Let $\alpha = (x^1, \dots, x^n) : U \to \mathbb{R}^n$ and $\beta := (\alpha, \operatorname{id}_{\mathbb{R}^n})\circ\Phi : TM|_U \to \mathbb{R}^n\times\mathbb{R}^n$. Note that $\beta$ is the chart on $TM|_U$ induced by the chart $\alpha$ on $U$.
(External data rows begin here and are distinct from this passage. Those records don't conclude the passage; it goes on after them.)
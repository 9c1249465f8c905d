//! Asynchronous document ingestion.
//!
//! One upload spawns exactly one ingestion task for its freshly
//! generated document id; the upload call returns while the document is
//! still `processing`. The task runs extract → chunk → store-write →
//! status-flip as a strict sequence; readers see either the empty
//! pre-ingestion state or the fully populated completed state, never a
//! partial chunk list (the store's `complete` is atomic).
//!
//! Errors at any step are contained: the document settles as `failed`
//! with the cause recorded for diagnostics, nothing crosses the task
//! boundary, and the parked upload file is left in place for external
//! cleanup. The file is deleted only on success.

use std::path::{Path, PathBuf};
use std::sync::Arc;

use askdoc_core::chunk::chunk_text;
use askdoc_core::store::DocumentStore;
use tokio::task::JoinHandle;
use tracing::{error, info, warn};

use crate::extract::{extract_text, DocumentKind};

/// Spawn the fire-and-forget ingestion task for one uploaded document.
///
/// The returned handle signals task completion; the ingestion *outcome*
/// is observable only through the document's status.
pub fn spawn_ingestion(
    documents: Arc<dyn DocumentStore>,
    doc_id: String,
    path: PathBuf,
    kind: DocumentKind,
    max_chars: usize,
) -> JoinHandle<()> {
    tokio::spawn(async move {
        match run(documents.as_ref(), &doc_id, &path, kind, max_chars).await {
            Ok(chunk_count) => {
                info!(%doc_id, chunk_count, "ingestion completed");
            }
            Err(e) => {
                warn!(%doc_id, cause = %e, "ingestion failed");
                if let Err(store_err) = documents.fail(&doc_id, &e.to_string()).await {
                    error!(%doc_id, error = %store_err, "failed to record ingestion failure");
                }
            }
        }
    })
}

async fn run(
    documents: &dyn DocumentStore,
    doc_id: &str,
    path: &Path,
    kind: DocumentKind,
    max_chars: usize,
) -> anyhow::Result<usize> {
    let text = extract_text(path, kind)?;
    let chunks = chunk_text(&text, max_chars);
    let chunk_count = chunks.len();
    documents.complete(doc_id, chunks).await?;

    // The parked upload is only removable once the document has settled
    // as completed; a failed delete downgrades to a warning since the
    // document state is already correct.
    if let Err(e) = tokio::fs::remove_file(path).await {
        warn!(%doc_id, path = %path.display(), error = %e, "could not remove uploaded file");
    }

    Ok(chunk_count)
}

#[cfg(test)]
mod tests {
    use super::*;
    use askdoc_core::models::{Document, DocumentStatus};
    use askdoc_core::store::memory::MemoryDocumentStore;

    async fn inserted_doc(store: &MemoryDocumentStore, filename: &str) -> String {
        let doc = Document::new(filename);
        let id = doc.id.clone();
        store.insert(doc).await.unwrap();
        id
    }

    #[tokio::test]
    async fn text_file_ingests_to_completed() {
        let dir = tempfile::tempdir().unwrap();
        let path = dir.path().join("note.txt");
        std::fs::write(&path, "The cat sat on the mat.").unwrap();

        let store = Arc::new(MemoryDocumentStore::new());
        let id = inserted_doc(&store, "note.txt").await;

        spawn_ingestion(
            store.clone(),
            id.clone(),
            path.clone(),
            DocumentKind::Text,
            500,
        )
        .await
        .unwrap();

        let doc = store.get(&id).await.unwrap().unwrap();
        assert_eq!(doc.status, DocumentStatus::Completed);
        assert_eq!(doc.chunks.len(), 1);
        assert_eq!(doc.chunks[0].chunk_id, 0);
        assert_eq!(doc.chunks[0].text, "The cat sat on the mat.");
        assert!(!path.exists(), "upload should be deleted on success");
    }

    #[tokio::test]
    async fn large_text_reassembles_losslessly() {
        let text = "word boundary does not matter here ".repeat(60);
        let dir = tempfile::tempdir().unwrap();
        let path = dir.path().join("big.txt");
        std::fs::write(&path, &text).unwrap();

        let store = Arc::new(MemoryDocumentStore::new());
        let id = inserted_doc(&store, "big.txt").await;

        spawn_ingestion(store.clone(), id.clone(), path, DocumentKind::Text, 500)
            .await
            .unwrap();

        let doc = store.get(&id).await.unwrap().unwrap();
        assert_eq!(doc.status, DocumentStatus::Completed);
        let rejoined: String = doc.chunks.iter().map(|c| c.text.as_str()).collect();
        assert_eq!(rejoined, text);
        for c in &doc.chunks {
            assert!(c.text.chars().count() <= 500);
        }
    }

    #[tokio::test]
    async fn extraction_failure_settles_failed_and_keeps_file() {
        let dir = tempfile::tempdir().unwrap();
        let path = dir.path().join("broken.pdf");
        std::fs::write(&path, b"not a pdf at all").unwrap();

        let store = Arc::new(MemoryDocumentStore::new());
        let id = inserted_doc(&store, "broken.pdf").await;

        spawn_ingestion(store.clone(), id.clone(), path.clone(), DocumentKind::Pdf, 500)
            .await
            .unwrap();

        let doc = store.get(&id).await.unwrap().unwrap();
        assert_eq!(doc.status, DocumentStatus::Failed);
        assert!(doc.chunks.is_empty());
        assert!(doc.failure.is_some());
        assert!(path.exists(), "upload should be kept on failure");
    }

    #[tokio::test]
    async fn missing_file_settles_failed() {
        let store = Arc::new(MemoryDocumentStore::new());
        let id = inserted_doc(&store, "ghost.txt").await;

        spawn_ingestion(
            store.clone(),
            id.clone(),
            PathBuf::from("/nowhere/ghost.txt"),
            DocumentKind::Text,
            500,
        )
        .await
        .unwrap();

        assert_eq!(
            store.status(&id).await.unwrap(),
            Some(DocumentStatus::Failed)
        );
    }

    #[tokio::test]
    async fn concurrent_ingestions_settle_independently() {
        let dir = tempfile::tempdir().unwrap();
        let good = dir.path().join("good.txt");
        let bad = dir.path().join("bad.pdf");
        std::fs::write(&good, "plain text content").unwrap();
        std::fs::write(&bad, "still not a pdf").unwrap();

        let store = Arc::new(MemoryDocumentStore::new());
        let good_id = inserted_doc(&store, "good.txt").await;
        let bad_id = inserted_doc(&store, "bad.pdf").await;

        let h1 = spawn_ingestion(store.clone(), good_id.clone(), good, DocumentKind::Text, 500);
        let h2 = spawn_ingestion(store.clone(), bad_id.clone(), bad, DocumentKind::Pdf, 500);
        h1.await.unwrap();
        h2.await.unwrap();

        assert_eq!(
            store.status(&good_id).await.unwrap(),
            Some(DocumentStatus::Completed)
        );
        assert_eq!(
            store.status(&bad_id).await.unwrap(),
            Some(DocumentStatus::Failed)
        );
    }
}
Let's consider the map $\hat{F} := \beta\circ F\circ\alpha^{-1} : \mathbb{R}^n \to \mathbb{R}^n\times\mathbb{R}^n$; this is the coordinate expression of the map $F$. The map $F$ is smooth if and only if $\hat{F}$ is smooth (this is the definition of smoothness of $F$). Let $\alpha^{-1}(p) = (y^1, \dots, y^n)$ and $[v] = (v^1, \dots, v^n)$, then we have
\begin{align*}
\hat{F}(y^1, \dots, y^n) &= (\beta\circ F\circ\alpha^{-1})(y^1, \dots, y^n)\\
&= (\beta\circ F)(\alpha^{-1}(y^1, \dots, y^n))\\
&= (\beta\circ F)(p)\\
&= \beta(F(p))\\
&= \beta(\Phi^{-1}((p, g(p)[v]))\\
&= ((\alpha, \operatorname{id}_{\mathbb{R}^n})\circ\Phi)(\Phi^{-1}((p, g(p)[v])))\\
&= ((\alpha, \operatorname{id}_{\mathbb{R}^n})\circ\Phi\circ\Phi^{-1})((p, g(p)[v]))\\
&= (\alpha, \operatorname{id}_{\mathbb{R}^n})((p, g(p)[v]))\\
&= (\alpha(p), g(p)[v])\\
&= (y^1, \dots, y^n, g(\alpha^{-1}(y^1, \dots, y^n))[v])\\
&= (y^1, \dots, y^n, (g\circ\alpha^{-1})(y^1, \dots, y^n)v^1, \dots, (g\circ\alpha^{-1})(y^1, \dots, y^n)v^n).
\end{align*}
Note that $g$ and $\alpha^{-1}$ are smooth by assumption, so $g\circ\alpha^{-1}$ is smooth. As each of the component functions of $\hat{F}$ is smooth, $\hat{F}$ itself is smooth and therefore so is $F$.